The Illinois cases cited by Jet are inapplicable to the issue before this court. The issue this court is considering is whether Jet has consented to suit in Illinois by designating an agent to accept service of process. The Illinois is cases cited by Jet consider the designation of an agent in the context of analyzing whether a foreign corporation is doing business in Illinois. See Alderson, 747 N.E.2d at 944 ("The designation of an Illinois registered agent is not an independently determinative factor, however, in determining whether a foreign corporation is doing business in Illinois.").

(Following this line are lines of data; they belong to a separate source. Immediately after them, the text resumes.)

// handlers/mod.rs - two security tiers
//
// Public (no auth) → Protected (JWT auth via middleware::jwt_auth_middleware)
pub mod protected;
pub mod public;
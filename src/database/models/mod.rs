pub mod district;
pub mod state;
pub mod user;

pub use district::{District, NewDistrict};
pub use state::{State, StateStats};
pub use user::User;
use serde::Serialize;
use sqlx::FromRow;

#[derive(Debug, Clone, PartialEq, Eq, Serialize, FromRow)]
#[serde(rename_all = "camelCase")]
pub struct State {
    pub state_id: i64,
    pub state_name: String,
    pub population: i64,
}

/// Case totals across a state's districts.
///
/// Each total is `None` when the state has no districts: SQL `SUM` over
/// an empty set is NULL, and that is reported as-is rather than as zero.
#[derive(Debug, Clone, PartialEq, Eq, Serialize, FromRow)]
#[serde(rename_all = "camelCase")]
pub struct StateStats {
    pub total_cases: Option<i64>,
    pub total_cured: Option<i64>,
    pub total_active: Option<i64>,
    pub total_deaths: Option<i64>,
}
fn main() {
    println!("cargo:rerun-if-env-changed=ONI_LIB_DIR");

    if std::env::var_os("CARGO_FEATURE_LINK").is_none() {
        return;
    }

    if let Some(dir) = std::env::var_os("ONI_LIB_DIR") {
        println!("cargo:rustc-link-search=native={}", dir.to_string_lossy());
    }
    println!("cargo:rustc-link-lib=oni");
}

Furthermore, these cases do not hold that the Illinois Constitution bars the finding that a defendant consents to personal jurisdiction in Illinois by designating an agent to receive service of process. And the Seventh Circuit has made clear that "the Illinois long-arm statute now `permits its courts to exercise jurisdiction on any basis permitted by the Illinois and United States Constitutions. "`Hyatt Int'l Corp. v. Coco. 302 F.3d 707, 714 (7th Cir. 2002) (citing Central States Southeast and Southwest Areas Pension Fund v. Reimer Express World Corp., 230 F.3d 934, 940 (7th Cir. 2000)).

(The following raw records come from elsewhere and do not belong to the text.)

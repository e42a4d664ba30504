//! Error types and native status mapping

use std::ffi::CStr;
use std::fmt;
use std::sync::{Arc, OnceLock};

use libc::c_int;
use thiserror::Error;

use crate::backend::Backend;
use crate::version::LibraryVersion;

pub type Result<T> = std::result::Result<T, Error>;

#[derive(Error, Debug)]
pub enum Error {
    #[error("Failed to create an acquisition context for driver: {0}")]
    InvalidDriver(String),
    #[error(transparent)]
    Native(#[from] NativeError),
    #[error("Payload of {size} bytes is not a multiple of the {element}-byte element size")]
    PayloadShape { size: usize, element: usize },
    #[error("Device table block is {actual} bytes, expected {expected}")]
    TableShape { expected: usize, actual: usize },
    #[error("Device table contains address 0x{0:08X} more than once")]
    DuplicateDevice(u32),
    #[error("String option did not fit in a {capacity}-byte buffer")]
    StringOverflow { capacity: usize },
    #[error("String value contains an interior nul byte")]
    InvalidString,
    #[error("liboni version {found} not supported, required >= {required}")]
    UnsupportedVersion {
        found: LibraryVersion,
        required: LibraryVersion,
    },
    #[error("Acquisition context has been released")]
    Released,
    #[error("Frame has been released")]
    FrameReleased,
    #[error("Context metadata unavailable after a failed refresh")]
    MetadataUnavailable,
    #[error("Native call succeeded without producing a frame")]
    NullFrame,
}

impl Error {
    /// Native status code, if this error came from liboni
    pub fn code(&self) -> Option<i32> {
        match self {
            Error::Native(e) => Some(e.code()),
            _ => None,
        }
    }
}

/// A non-zero status returned by a native call.
///
/// The message is looked up through the backend that produced the code the
/// first time it is displayed, then cached.
pub struct NativeError {
    code: c_int,
    backend: Arc<dyn Backend>,
    message: OnceLock<String>,
}

impl NativeError {
    pub(crate) fn new(code: c_int, backend: Arc<dyn Backend>) -> Self {
        Self {
            code,
            backend,
            message: OnceLock::new(),
        }
    }

    pub fn code(&self) -> i32 {
        self.code
    }

    /// Human-readable description from the native library
    pub fn message(&self) -> &str {
        self.message.get_or_init(|| {
            let ptr = self.backend.error_str(self.code);
            if ptr.is_null() {
                return format!("Unknown error {}", self.code);
            }
            // SAFETY: error_str returns a static, nul-terminated string.
            unsafe { CStr::from_ptr(ptr) }.to_string_lossy().into_owned()
        })
    }

    /// Whether the message has been fetched yet
    pub fn is_resolved(&self) -> bool {
        self.message.get().is_some()
    }
}

impl fmt::Display for NativeError {
    fn fmt(&self, f: &mut fmt::Formatter<'_>) -> fmt::Result {
        write!(f, "{} (code {})", self.message(), self.code)
    }
}

impl fmt::Debug for NativeError {
    fn fmt(&self, f: &mut fmt::Formatter<'_>) -> fmt::Result {
        f.debug_struct("NativeError")
            .field("code", &self.code)
            .field("message", &self.message.get())
            .finish()
    }
}

impl std::error::Error for NativeError {}

/// Map a native status to `Ok(())` or a `NativeError`.
///
/// Any non-zero value is a failure.
pub(crate) fn check(rc: c_int, backend: &Arc<dyn Backend>) -> Result<()> {
    if rc == 0 {
        Ok(())
    } else {
        Err(NativeError::new(rc, Arc::clone(backend)).into())
    }
}

/// Like [`check`], for calls whose positive return carries a size
pub(crate) fn check_size(rc: c_int, backend: &Arc<dyn Backend>) -> Result<usize> {
    if rc < 0 {
        Err(NativeError::new(rc, Arc::clone(backend)).into())
    } else {
        Ok(rc as usize)
    }
}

Finally, while the Seventh Circuit has consistently adhered to the ruling that "[a] district court sitting in diversity has personal jurisdiction over a nonresident defendant only if a court of the state in which it sits would have jurisdiction," see Purdue Research Found., 338 F.3d at 779; Lakeside Bridge Steel Co. v. Mountain State Constr. Co., 597 F.2d 596, 598 (7th Cir. 1979); Canvas Fabricators. Inc. v. William E. Hooper Sons Co., 199 F.2d 485, 486 (7th Cir. 1952), the Seventh Circuit has also excluded consenting defendants from this rule. See McIlwee v. ADM Indus., Inc., 17 F.3d 222, 223 (7th Cir 1994) ("A federal district court sitting in diversity in Illinois has jurisdiction over a non-resident, non-consenting defendant if an Illinois state court would have jurisdiction over that party.") (citation omitted).

Accordingly, this court holds that the Illinois cases cited by Jet are not dispositive of the question presented to this court namely, whether a defendant who has designated an agent to accept service of process in a State pursuant to a federal statute has consented to personal jurisdiction in that

Turning to federal law, Jet registered an agent in Illinois pursuant to the 49 U.S.C. § 13304(a), which states, in pertinent part:

A motor carrier or broker providing transportation . . . shall designate an agent in each State in which it operates by name and post office address on whom process issued by a court with subject matter jurisdiction may be served in an action brought against that carrier or broker.
49 U.S.C. § 13304(a). According to DLS, Jet's registration pursuant to this federal statute effects personal jurisdiction over Jet in Illinois courts without any requirement that Jet have any further minimum contacts with Illinois. In support, DLS cites to Ocepek v. Corporate Transp., 950 F.2d 556 (8th Cir. 1991), which held that designation of an agent in Missouri pursuant to this statute gave the district court in Missouri personal jurisdiction by consent regardless of any minimum contacts analysis. Id. at 557. Accord Shapiro v. Southeastern Greyhound Lines, 155 F.2d 135, 136 (6th Cir. 1946); Rounds v. Rea, 947 F. Supp. 78, 82-84 (W.D.N.Y. 1996); Scott v. Southeastern Greyhound Lines, 5 F.R.D. 11, 13 (N.D. Ohio 1945); McKarney v. Vander Houten, 744 A.2d 529, 531-32 (Del. 1999); Mittelstadt v. Rouzer, 328 N.W.2d 467, 468-69 (Neb. 1982). However, courts are split on this issue. Zyblut v. Shippers Best Express, Inc. 408 A.2d 978, 978-79 (D.C. 1979) (no personal jurisdiction, despite designation of an agent, where the suit did not "relate to the defendant's activities as an interstate carrier") Tyler v. Gaines Motor Lines. Inc., 245 F. Supp.2d 730, 732 (D. Md. 2003) (refusing to rule that designation of an agent pursuant to 49 U.S.C. § 13304(a) resulted in consent to personal jurisdiction); Lyons v. Swift Transp. Co., No. 01-209, 2001 WL 1153001, at *5-*7 (E.D. La., Sept. 26, 2001) (same); Maroshek v. East Penn Trucking Co., Civ. A. No. 92-27 SSH, 1992 WL 101621, at *1 (D.D.C. Apr. 29, 1992) (designation of an agent pursuant to 49 U.S.C. § 10330(b) was not sufficient to satisfy District of Columbia long-arm statute).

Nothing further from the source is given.